Mr Isaacs worked for a clothing company in Sir Lowry Road, District Six, and later became the managing director of Popular Styles. Ms Isaacs owned a wool-and-crafts shop, Thimblecraft, that provided high schools with needlework supplies.
Like many families who longed to return to District Six, they lodged a land claim in 1995 with the District Six Trust led by the late Anwar Nagia, and their dream of returning home was realised in 2012 when they moved into a flat in Rutger Street.
Ms Isaacs went on to found the District Six Charity Knitting Group in 2015. Its chairperson, Fairuz Basserdien, said the group had taken root on Ms Isaacs’s 80th birthday. “Her children wanted to give her a party, and she said no, they must rather give her the money so that she can start this knitting group.”
The group knitted handmade blankets, bed socks for old-age home residents, scarves and caps for a children’s home and blankets and beanies for premature babies at Groote Schuur Hospital.
Ms Basserdien said she and the other women in the knitting group wanted to continue Ms Isaacs’s legacy. “She played a big part personally in my life. She was my rock and would always inspire me when I felt down, and many ladies from the group could confide in her.”

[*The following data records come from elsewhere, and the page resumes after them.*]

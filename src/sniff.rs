//! Heuristics for rendering error bodies as loggable text.
//!
//! Error bodies are frequently binary (protobuf, gzip, images). Before
//! displaying one, [`error_message`] samples its prefix with
//! [`is_plaintext`] and refuses to decode anything that looks like a binary
//! signature.

use crate::{ErrorBody, Result};

/// Number of bytes sampled from the front of a buffer when sniffing.
const SNIFF_BYTES: usize = 64;

/// Number of decoded characters inspected within the sampled prefix.
const SNIFF_CHARS: usize = 16;

/// Reads an [`ErrorBody`] as a string, or `None` if the content does not
/// look like plain text.
///
/// Useful for rendering error bodies for display or logging. Consumes the
/// body it is given; pass a [`peek`](ErrorBody::peek)ed view when the
/// original must stay readable.
///
/// A zero-length body returns the empty string without performing any read.
///
/// # Errors
///
/// Returns [`Error::BodyConsumed`](crate::Error::BodyConsumed) if the body
/// was already read.
///
/// # Examples
///
/// ```
/// use overhear::{sniff::error_message, ErrorBody};
///
/// let text = ErrorBody::new("This request failed.", Some("text/plain"));
/// assert_eq!(error_message(&text)?, Some("This request failed.".to_string()));
///
/// let png = ErrorBody::new(&b"\x89PNG\r\n\x1a\n"[..], Some("image/png"));
/// assert_eq!(error_message(&png)?, None);
/// # Ok::<(), overhear::Error>(())
/// ```
pub fn error_message(error_body: &ErrorBody) -> Result<Option<String>> {
    if error_body.content_length() == 0 {
        return Ok(Some(String::new()));
    }
    let bytes = error_body.read()?;
    if !is_plaintext(&bytes) {
        tracing::debug!(
            content_type = error_body.content_type().unwrap_or("unknown"),
            content_length = bytes.len(),
            "Error body is not plain text; not rendering it"
        );
        return Ok(None);
    }
    let bytes = bytes
        .strip_prefix(b"\xef\xbb\xbf".as_slice())
        .unwrap_or(&bytes);
    Ok(Some(String::from_utf8_lossy(bytes).into_owned()))
}

/// Returns `true` if the buffer probably contains human-readable text.
///
/// Inspects up to 16 decoded characters from the first 64 bytes. A
/// non-whitespace control character disqualifies the buffer, as does a
/// multi-byte UTF-8 sequence truncated at the sample boundary. Ill-formed
/// sequences inside the sample decode as U+FFFD and do not disqualify. This
/// is a heuristic: false positives and negatives on exotic encodings are
/// acceptable.
pub fn is_plaintext(bytes: &[u8]) -> bool {
    let mut rest = &bytes[..bytes.len().min(SNIFF_BYTES)];
    let mut inspected = 0;
    while inspected < SNIFF_CHARS && !rest.is_empty() {
        match std::str::from_utf8(rest) {
            Ok(valid) => {
                for c in valid.chars().take(SNIFF_CHARS - inspected) {
                    if c.is_control() && !c.is_whitespace() {
                        return false;
                    }
                }
                return true;
            }
            Err(e) => {
                let (valid, after) = rest.split_at(e.valid_up_to());
                // valid_up_to marks a char boundary, so this cannot fail.
                for c in std::str::from_utf8(valid)
                    .unwrap()
                    .chars()
                    .take(SNIFF_CHARS - inspected)
                {
                    if c.is_control() && !c.is_whitespace() {
                        return false;
                    }
                    inspected += 1;
                }
                if inspected >= SNIFF_CHARS {
                    return true;
                }
                match e.error_len() {
                    // Ill-formed sequence: reads as U+FFFD, keep going.
                    Some(len) => {
                        inspected += 1;
                        rest = &after[len..];
                    }
                    // Truncated sequence at the sample boundary.
                    None => return false,
                }
            }
        }
    }
    true
}

#[cfg(test)]
mod tests {
    use super::*;

    #[test]
    fn test_printable_ascii_is_plaintext() {
        assert!(is_plaintext(b"This request failed."));
        assert!(is_plaintext(b"line one\nline two\ttabbed"));
    }

    #[test]
    fn test_empty_buffer_is_plaintext() {
        assert!(is_plaintext(b""));
    }

    #[test]
    fn test_control_characters_are_not_plaintext() {
        // PNG signature opens with 0x89 (ill-formed, reads as U+FFFD) but
        // contains 0x1a (SUB) within the first 16 characters.
        assert!(!is_plaintext(b"\x89PNG\r\n\x1a\n"));
        assert!(!is_plaintext(b"\x00\x01\x02"));
        assert!(!is_plaintext(b"text then \x07 bell"));
    }

    #[test]
    fn test_control_character_beyond_sample_is_ignored() {
        let mut buffer = vec![b'a'; 16];
        buffer.push(0x00);
        assert!(is_plaintext(&buffer));
    }

    #[test]
    fn test_multibyte_text_is_plaintext() {
        assert!(is_plaintext("привет мир".as_bytes()));
        assert!(is_plaintext("日本語のエラー".as_bytes()));
    }

    #[test]
    fn test_truncated_multibyte_sequence_is_not_plaintext() {
        // First two bytes of a three-byte sequence, cut at the end.
        let mut buffer = b"ok ".to_vec();
        buffer.extend_from_slice(&"é".as_bytes()[..1]);
        assert!(!is_plaintext(&buffer));
    }

    #[test]
    fn test_sample_is_limited_to_prefix() {
        // 64 'a's, then binary garbage: only the prefix is sampled.
        let mut buffer = vec![b'a'; SNIFF_BYTES];
        buffer.extend_from_slice(&[0x00, 0x01, 0x02]);
        assert!(is_plaintext(&buffer));
    }

    #[test]
    fn test_error_message_empty_body_returns_empty_string() {
        let body = ErrorBody::empty();
        assert_eq!(error_message(&body).unwrap(), Some(String::new()));
        // No read happened; the body is still consumable.
        assert!(body.read().is_ok());
    }

    #[test]
    fn test_error_message_plaintext_body() {
        let body = ErrorBody::new("not found", Some("text/plain; charset=utf-8"));
        assert_eq!(error_message(&body).unwrap(), Some("not found".to_string()));
    }

    #[test]
    fn test_error_message_binary_body_returns_none() {
        let body = ErrorBody::new(&b"\x00\x01\x02\x03"[..], Some("application/octet-stream"));
        assert_eq!(error_message(&body).unwrap(), None);
    }

    #[test]
    fn test_error_message_consumes_the_body() {
        let body = ErrorBody::new("gone", None);
        error_message(&body).unwrap();
        assert!(body.read().is_err());
    }
}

Two years ago, due to Mr Isaacs’s deteriorating health, the couple moved to their daughter Ms Robertson’s home in Newlands. Their granddaughter, Iman Isaacs, is staying at their home in District Six.
Ms Koen said one of her fondest memories of her parents was when they celebrated their wedding anniversary last year. “Another fond memory was after the Sunday lunches when the grandchildren could stage a play for the enjoyment and amusement of the adults,” she said.
Both their janaazahs were held at their daughter’s home in Newlands and they were buried in the Mowbray Muslim Cemetery.